(Extracted data entries)
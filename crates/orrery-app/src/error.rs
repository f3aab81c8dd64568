use orrery_config::ConfigError;

use crate::platform::PlatformError;

/// Failures that stop the application before or while the event loop runs.
#[derive(Debug, thiserror::Error)]
pub enum AppError {
    #[error("event loop error: {0}")]
    EventLoop(#[from] winit::error::EventLoopError),

    #[error(transparent)]
    Config(#[from] ConfigError),

    #[error(transparent)]
    Platform(#[from] PlatformError),
}
//! Headless solar-system simulation.
//!
//! Owns everything that changes over time: planet orbits and spins, the
//! simulation clock, the scripted camera fly-through and the user commands
//! that steer them. The host (window, renderer, input devices) plugs in
//! through the traits in [`host`], so the whole core runs in unit tests
//! without a GPU.

pub mod clock;
pub mod command;
pub mod director;
pub mod host;
pub mod orbit;
pub mod planet;
pub mod pose;
pub mod simulation;

pub use clock::SimClock;
pub use command::SimCommand;
pub use director::{CameraDirector, DirectorSettings, Leg, Stage, StageChange, StageKind};
pub use host::{CommandSource, FixedDelta, PoseSink, TimeSource};
pub use orbit::{SolarSystem, Spinner};
pub use planet::{EARTH, PLANETS, Planet, PlanetSpec, RING_TEXTURE, RingSpec, SKY, SUN, StaticBody};
pub use pose::CameraPose;
pub use simulation::{SimSettings, SimStatus, Simulation};
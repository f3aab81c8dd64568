//! Camera position and orientation.
//!
//! Simulation space is Y-up with +Z pointing away from the start camera, into
//! the scene. Rotation is stored as Euler angles in degrees:
//! `x` pitches the view down, `y` yaws it to the right, `z` is roll.

use glam::Vec3;

/// Where the camera is and which way it faces.
#[derive(Clone, Copy, Debug, Default, PartialEq)]
pub struct CameraPose {
    pub position: Vec3,
    /// Euler angles in degrees: (pitch, yaw, roll).
    pub rotation: Vec3,
}

impl CameraPose {
    pub const fn new(position: Vec3, rotation: Vec3) -> Self {
        Self { position, rotation }
    }

    /// Linear interpolation of position and rotation, each component
    /// independently. `t` is clamped to `[0, 1]`.
    #[must_use]
    pub fn lerp(&self, target: &CameraPose, t: f32) -> CameraPose {
        let t = t.clamp(0.0, 1.0);
        CameraPose {
            position: self.position.lerp(target.position, t),
            rotation: self.rotation.lerp(target.rotation, t),
        }
    }

    /// Unit view direction.
    pub fn forward(&self) -> Vec3 {
        let (sin_p, cos_p) = self.rotation.x.to_radians().sin_cos();
        let (sin_y, cos_y) = self.rotation.y.to_radians().sin_cos();
        Vec3::new(sin_y * cos_p, -sin_p, cos_y * cos_p)
    }

    /// Unit up vector, perpendicular to [`forward`](Self::forward).
    pub fn up(&self) -> Vec3 {
        let (sin_p, cos_p) = self.rotation.x.to_radians().sin_cos();
        let (sin_y, cos_y) = self.rotation.y.to_radians().sin_cos();
        Vec3::new(sin_y * sin_p, cos_p, cos_y * sin_p)
    }

    /// Unit vector to the camera's right, always horizontal.
    pub fn right(&self) -> Vec3 {
        let (sin_y, cos_y) = self.rotation.y.to_radians().sin_cos();
        Vec3::new(cos_y, 0.0, -sin_y)
    }

    /// Turn to face `target` with zero roll. A target at the camera position
    /// leaves the rotation unchanged.
    pub fn look_at(&mut self, target: Vec3) {
        let d = target - self.position;
        if d.length_squared() <= f32::EPSILON {
            return;
        }
        let horizontal = (d.x * d.x + d.z * d.z).sqrt();
        self.rotation = Vec3::new(
            (-d.y).atan2(horizontal).to_degrees(),
            d.x.atan2(d.z).to_degrees(),
            0.0,
        );
    }

    /// Move along the view direction. Negative distances back away.
    pub fn dolly(&mut self, distance: f32) {
        self.position += self.forward() * distance;
    }
}

#[cfg(test)]
mod tests {
    use super::*;

    fn approx(a: Vec3, b: Vec3) -> bool {
        (a - b).length() < 1e-4
    }

    #[test]
    fn test_identity_faces_positive_z() {
        let pose = CameraPose::default();
        assert!(approx(pose.forward(), Vec3::Z));
        assert!(approx(pose.up(), Vec3::Y));
        assert!(approx(pose.right(), Vec3::X));
    }

    #[test]
    fn test_pitch_ninety_looks_straight_down() {
        let pose = CameraPose::new(Vec3::new(0.0, 50.0, 0.0), Vec3::new(90.0, 0.0, 0.0));
        assert!(approx(pose.forward(), Vec3::NEG_Y));
        assert!(approx(pose.up(), Vec3::Z));
    }

    #[test]
    fn test_basis_is_orthonormal() {
        for (p, y) in [(10.0, 0.0), (-35.0, 120.0), (80.0, -45.0)] {
            let pose = CameraPose::new(Vec3::ZERO, Vec3::new(p, y, 0.0));
            let (f, u, r) = (pose.forward(), pose.up(), pose.right());
            assert!(f.dot(u).abs() < 1e-5);
            assert!(f.dot(r).abs() < 1e-5);
            assert!(u.dot(r).abs() < 1e-5);
            assert!((f.length() - 1.0).abs() < 1e-5);
        }
    }

    #[test]
    fn test_look_at_points_forward_at_target() {
        let mut pose = CameraPose::new(Vec3::new(3.0, 4.0, -10.0), Vec3::ZERO);
        let target = Vec3::new(10.0, 0.0, 2.0);
        pose.look_at(target);
        let expected = (target - pose.position).normalize();
        assert!(approx(pose.forward(), expected));
        assert_eq!(pose.rotation.z, 0.0);
    }

    #[test]
    fn test_look_at_self_keeps_rotation() {
        let mut pose = CameraPose::new(Vec3::ONE, Vec3::new(12.0, 34.0, 0.0));
        pose.look_at(Vec3::ONE);
        assert_eq!(pose.rotation, Vec3::new(12.0, 34.0, 0.0));
    }

    #[test]
    fn test_lerp_endpoints_and_clamp() {
        let a = CameraPose::new(Vec3::new(0.0, 0.0, -40.0), Vec3::ZERO);
        let b = CameraPose::new(Vec3::new(10.0, 1.0, -20.0), Vec3::new(10.0, 0.0, 0.0));
        assert_eq!(a.lerp(&b, 0.0), a);
        assert_eq!(a.lerp(&b, 1.0), b);
        assert_eq!(a.lerp(&b, 3.0), b);
        assert_eq!(a.lerp(&b, -1.0), a);
        let mid = a.lerp(&b, 0.5);
        assert!(approx(mid.position, Vec3::new(5.0, 0.5, -30.0)));
        assert!(approx(mid.rotation, Vec3::new(5.0, 0.0, 0.0)));
    }

    #[test]
    fn test_dolly_moves_along_forward() {
        let mut pose = CameraPose::new(Vec3::new(0.0, 0.0, -40.0), Vec3::ZERO);
        pose.dolly(2.5);
        assert!(approx(pose.position, Vec3::new(0.0, 0.0, -37.5)));

        let mut tilted = CameraPose::new(Vec3::ZERO, Vec3::new(90.0, 0.0, 0.0));
        tilted.dolly(-3.0);
        assert!(approx(tilted.position, Vec3::new(0.0, 3.0, 0.0)));
    }
}
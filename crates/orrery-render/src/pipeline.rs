//! Render pipelines for textured bodies.
//!
//! Bind groups:
//! - group 0: [`CameraUniform`](crate::camera::CameraUniform)
//! - group 1: body texture and sampler
//! - group 2: [`DrawUniform`] at a dynamic offset, one slot per draw

use std::num::NonZeroU64;

use bytemuck::{Pod, Zeroable};
use glam::{Mat4, Vec4};

use crate::buffer::VertexPositionNormalUv;
use crate::depth::DepthBuffer;

pub const BODY_SHADER_SOURCE: &str = include_str!("body.wgsl");

/// How a draw is shaded. Mirrors the flag bits in `body.wgsl`.
#[derive(Debug, Clone, Copy, PartialEq, Eq, Hash)]
pub enum Shading {
    /// Diffuse light from the sun at the origin.
    Lit,
    /// Texture colour only (the sun itself, the sky).
    Unlit,
    /// Unlit, alpha-masked to a disc, drawn with blending.
    Ring,
}

impl Shading {
    pub const FLAG_UNLIT: u32 = 1;
    pub const FLAG_DISC: u32 = 2;

    #[must_use]
    pub fn flags(self) -> u32 {
        match self {
            Self::Lit => 0,
            Self::Unlit => Self::FLAG_UNLIT,
            Self::Ring => Self::FLAG_UNLIT | Self::FLAG_DISC,
        }
    }

    #[must_use]
    pub fn is_blended(self) -> bool {
        matches!(self, Self::Ring)
    }
}

/// Per-draw data.
#[repr(C)]
#[derive(Clone, Copy, Debug, Pod, Zeroable)]
pub struct DrawUniform {
    pub model: [[f32; 4]; 4],
    pub tint: [f32; 4],
    pub flags: [u32; 4],
}

impl DrawUniform {
    #[must_use]
    pub fn new(model: Mat4, tint: Vec4, shading: Shading) -> Self {
        Self {
            model: model.to_cols_array_2d(),
            tint: tint.to_array(),
            flags: [shading.flags(), 0, 0, 0],
        }
    }

    /// Distance between consecutive slots in the dynamic uniform buffer.
    #[must_use]
    pub fn stride(min_uniform_alignment: u32) -> u64 {
        let size = std::mem::size_of::<Self>() as u64;
        let align = u64::from(min_uniform_alignment.max(1));
        size.div_ceil(align) * align
    }
}

/// The opaque and blended variants of the body pipeline plus their shared
/// bind group layouts.
pub struct BodyPipelines {
    pub opaque: wgpu::RenderPipeline,
    pub blended: wgpu::RenderPipeline,
    pub camera_bind_group_layout: wgpu::BindGroupLayout,
    pub draw_bind_group_layout: wgpu::BindGroupLayout,
}

impl BodyPipelines {
    pub fn new(
        device: &wgpu::Device,
        surface_format: wgpu::TextureFormat,
        texture_bind_group_layout: &wgpu::BindGroupLayout,
    ) -> Self {
        let shader = device.create_shader_module(wgpu::ShaderModuleDescriptor {
            label: Some("body-shader"),
            source: wgpu::ShaderSource::Wgsl(BODY_SHADER_SOURCE.into()),
        });

        let camera_bind_group_layout =
            device.create_bind_group_layout(&wgpu::BindGroupLayoutDescriptor {
                label: Some("body-camera-bgl"),
                entries: &[wgpu::BindGroupLayoutEntry {
                    binding: 0,
                    visibility: wgpu::ShaderStages::VERTEX_FRAGMENT,
                    ty: wgpu::BindingType::Buffer {
                        ty: wgpu::BufferBindingType::Uniform,
                        has_dynamic_offset: false,
                        min_binding_size: NonZeroU64::new(80), // mat4x4 + vec4
                    },
                    count: None,
                }],
            });

        let draw_bind_group_layout =
            device.create_bind_group_layout(&wgpu::BindGroupLayoutDescriptor {
                label: Some("body-draw-bgl"),
                entries: &[wgpu::BindGroupLayoutEntry {
                    binding: 0,
                    visibility: wgpu::ShaderStages::VERTEX_FRAGMENT,
                    ty: wgpu::BindingType::Buffer {
                        ty: wgpu::BufferBindingType::Uniform,
                        has_dynamic_offset: true,
                        min_binding_size: NonZeroU64::new(
                            std::mem::size_of::<DrawUniform>() as u64
                        ),
                    },
                    count: None,
                }],
            });

        let layout = device.create_pipeline_layout(&wgpu::PipelineLayoutDescriptor {
            label: Some("body-pipeline-layout"),
            bind_group_layouts: &[
                &camera_bind_group_layout,
                texture_bind_group_layout,
                &draw_bind_group_layout,
            ],
            immediate_size: 0,
        });

        let opaque = create_body_pipeline(
            device,
            &layout,
            &shader,
            surface_format,
            "body-opaque-pipeline",
            None,
            true,
        );
        let blended = create_body_pipeline(
            device,
            &layout,
            &shader,
            surface_format,
            "body-blended-pipeline",
            Some(wgpu::BlendState::ALPHA_BLENDING),
            false,
        );

        Self {
            opaque,
            blended,
            camera_bind_group_layout,
            draw_bind_group_layout,
        }
    }

    #[must_use]
    pub fn for_shading(&self, shading: Shading) -> &wgpu::RenderPipeline {
        if shading.is_blended() {
            &self.blended
        } else {
            &self.opaque
        }
    }
}

fn create_body_pipeline(
    device: &wgpu::Device,
    layout: &wgpu::PipelineLayout,
    shader: &wgpu::ShaderModule,
    surface_format: wgpu::TextureFormat,
    label: &str,
    blend: Option<wgpu::BlendState>,
    depth_write_enabled: bool,
) -> wgpu::RenderPipeline {
    device.create_render_pipeline(&wgpu::RenderPipelineDescriptor {
        label: Some(label),
        layout: Some(layout),
        vertex: wgpu::VertexState {
            module: shader,
            entry_point: Some("vs_main"),
            buffers: &[VertexPositionNormalUv::layout()],
            compilation_options: wgpu::PipelineCompilationOptions::default(),
        },
        primitive: wgpu::PrimitiveState {
            topology: wgpu::PrimitiveTopology::TriangleList,
            strip_index_format: None,
            front_face: wgpu::FrontFace::Ccw,
            // The sky is seen from inside and rings from both sides.
            cull_mode: None,
            unclipped_depth: false,
            polygon_mode: wgpu::PolygonMode::Fill,
            conservative: false,
        },
        depth_stencil: Some(wgpu::DepthStencilState {
            format: DepthBuffer::FORMAT,
            depth_write_enabled,
            depth_compare: DepthBuffer::COMPARE_FUNCTION,
            stencil: wgpu::StencilState::default(),
            bias: wgpu::DepthBiasState::default(),
        }),
        multisample: wgpu::MultisampleState::default(),
        fragment: Some(wgpu::FragmentState {
            module: shader,
            entry_point: Some("fs_main"),
            targets: &[Some(wgpu::ColorTargetState {
                format: surface_format,
                blend,
                write_mask: wgpu::ColorWrites::ALL,
            })],
            compilation_options: wgpu::PipelineCompilationOptions::default(),
        }),
        multiview_mask: None,
        cache: None,
    })
}
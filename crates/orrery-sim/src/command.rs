//! User commands understood by the simulation.

/// One discrete user request, already decoupled from any key or device.
#[derive(Clone, Copy, Debug, PartialEq)]
pub enum SimCommand {
    TogglePause,
    /// Multiply the speed by the configured step.
    SpeedUp,
    /// Divide the speed by the configured step.
    SlowDown,
    /// Move the camera along its view direction. Positive notches move
    /// forward; the distance is `notches * zoom_speed * dt`.
    Dolly(f32),
    /// Throw away all state and start over from the initial settings.
    Restart,
}
//! Configuration error types.

/// Errors that can occur when loading, saving, or validating configuration.
#[derive(Debug, thiserror::Error)]
pub enum ConfigError {
    /// Failed to read the config file from disk.
    #[error("failed to read config: {0}")]
    ReadError(#[source] std::io::Error),

    /// Failed to write the config file to disk.
    #[error("failed to write config: {0}")]
    WriteError(#[source] std::io::Error),

    /// Failed to parse RON content.
    #[error("failed to parse config: {0}")]
    ParseError(#[source] ron::error::SpannedError),

    /// Failed to serialize config to RON.
    #[error("failed to serialize config: {0}")]
    SerializeError(#[source] ron::Error),

    /// `min_speed` is larger than `max_speed`.
    #[error("invalid speed bounds: min {min} > max {max}")]
    InvalidSpeedBounds { min: f32, max: f32 },
}
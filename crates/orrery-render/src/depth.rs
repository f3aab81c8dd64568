//! Reverse-Z depth buffer.
//!
//! The near plane maps to 1.0 and the far plane to 0.0, which keeps float
//! precision where the sky sphere sits, hundreds of units away.

pub struct DepthBuffer {
    pub texture: wgpu::Texture,
    pub view: wgpu::TextureView,
    width: u32,
    height: u32,
}

impl DepthBuffer {
    pub const FORMAT: wgpu::TextureFormat = wgpu::TextureFormat::Depth32Float;

    /// 0.0 is the far plane under reverse-Z.
    pub const CLEAR_VALUE: f32 = 0.0;

    pub const COMPARE_FUNCTION: wgpu::CompareFunction = wgpu::CompareFunction::GreaterEqual;

    pub fn new(device: &wgpu::Device, width: u32, height: u32) -> Self {
        let (width, height) = (width.max(1), height.max(1));
        let texture = device.create_texture(&wgpu::TextureDescriptor {
            label: Some("depth-buffer"),
            size: wgpu::Extent3d {
                width,
                height,
                depth_or_array_layers: 1,
            },
            mip_level_count: 1,
            sample_count: 1,
            dimension: wgpu::TextureDimension::D2,
            format: Self::FORMAT,
            usage: wgpu::TextureUsages::RENDER_ATTACHMENT,
            view_formats: &[],
        });
        let view = texture.create_view(&wgpu::TextureViewDescriptor::default());

        Self {
            texture,
            view,
            width,
            height,
        }
    }

    /// Recreate at a new size; a no-op when the size is unchanged.
    pub fn resize(&mut self, device: &wgpu::Device, width: u32, height: u32) {
        if self.width == width.max(1) && self.height == height.max(1) {
            return;
        }
        *self = Self::new(device, width, height);
    }

    pub fn width(&self) -> u32 {
        self.width
    }

    pub fn height(&self) -> u32 {
        self.height
    }

    /// Depth attachment that clears to the far plane.
    pub fn attachment(&self) -> wgpu::RenderPassDepthStencilAttachment<'_> {
        wgpu::RenderPassDepthStencilAttachment {
            view: &self.view,
            depth_ops: Some(wgpu::Operations {
                load: wgpu::LoadOp::Clear(Self::CLEAR_VALUE),
                store: wgpu::StoreOp::Store,
            }),
            stencil_ops: None,
        }
    }
}

#[cfg(test)]
mod tests {
    use super::*;
    use crate::texture::create_test_device_queue;

    #[test]
    fn test_depth_format_and_reverse_z_constants() {
        assert_eq!(DepthBuffer::FORMAT, wgpu::TextureFormat::Depth32Float);
        assert_eq!(DepthBuffer::CLEAR_VALUE, 0.0);
        assert_eq!(
            DepthBuffer::COMPARE_FUNCTION,
            wgpu::CompareFunction::GreaterEqual
        );
    }

    #[test]
    fn test_depth_dimensions_and_resize() {
        let Some((device, _queue)) = create_test_device_queue() else {
            return;
        };
        let mut depth = DepthBuffer::new(&device, 1280, 720);
        assert_eq!((depth.width(), depth.height()), (1280, 720));

        depth.resize(&device, 800, 600);
        assert_eq!((depth.width(), depth.height()), (800, 600));
    }

    #[test]
    fn test_zero_size_clamped() {
        let Some((device, _queue)) = create_test_device_queue() else {
            return;
        };
        let depth = DepthBuffer::new(&device, 0, 0);
        assert_eq!((depth.width(), depth.height()), (1, 1));
    }
}
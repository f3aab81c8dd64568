//! Per-frame orbit and self-rotation updates.

use glam::Vec3;

use crate::planet::{EARTH, PLANETS, Planet, SKY, SUN, StaticBody};

/// A body at the origin that only turns about Y.
#[derive(Clone, Debug, PartialEq)]
pub struct Spinner {
    pub body: StaticBody,
    /// Current rotation in degrees, kept in `[0, 360)`.
    pub spin: f32,
}

impl Spinner {
    pub fn new(body: StaticBody) -> Self {
        Self { body, spin: 0.0 }
    }

    pub fn advance(&mut self, scaled_dt: f32) {
        self.spin = (self.spin + scaled_dt * self.body.spin_speed).rem_euclid(360.0);
    }
}

/// The sun, the sky sphere and all planets.
#[derive(Clone, Debug, PartialEq)]
pub struct SolarSystem {
    pub sun: Spinner,
    pub sky: Spinner,
    pub planets: Vec<Planet>,
}

impl Default for SolarSystem {
    fn default() -> Self {
        Self::new()
    }
}

impl SolarSystem {
    /// Every planet at angle zero, nothing rotated.
    pub fn new() -> Self {
        Self {
            sun: Spinner::new(SUN),
            sky: Spinner::new(SKY),
            planets: PLANETS.iter().copied().map(Planet::new).collect(),
        }
    }

    /// Advance every body by `scaled_dt` simulated seconds.
    ///
    /// `scaled_dt` is frame time already multiplied by the speed multiplier.
    /// Callers skip this entirely while paused so all angles stay frozen.
    pub fn advance(&mut self, scaled_dt: f32) {
        self.sun.advance(scaled_dt);
        self.sky.advance(scaled_dt);
        for planet in &mut self.planets {
            planet.advance(scaled_dt);
        }
    }

    pub fn planet(&self, name: &str) -> Option<&Planet> {
        self.planets.iter().find(|p| p.spec.name == name)
    }

    /// Earth's current position, or the origin if the table has no Earth.
    pub fn earth_position(&self) -> Vec3 {
        self.planet(EARTH).map_or(Vec3::ZERO, |p| p.position)
    }
}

→ Your task: Would you show every line in the data above that contains the string "host"?

→ Output:
//! that steer them. The host (window, renderer, input devices) plugs in
//! through the traits in [`host`], so the whole core runs in unit tests
pub mod host;
pub use host::{CommandSource, FixedDelta, PoseSink, TimeSource};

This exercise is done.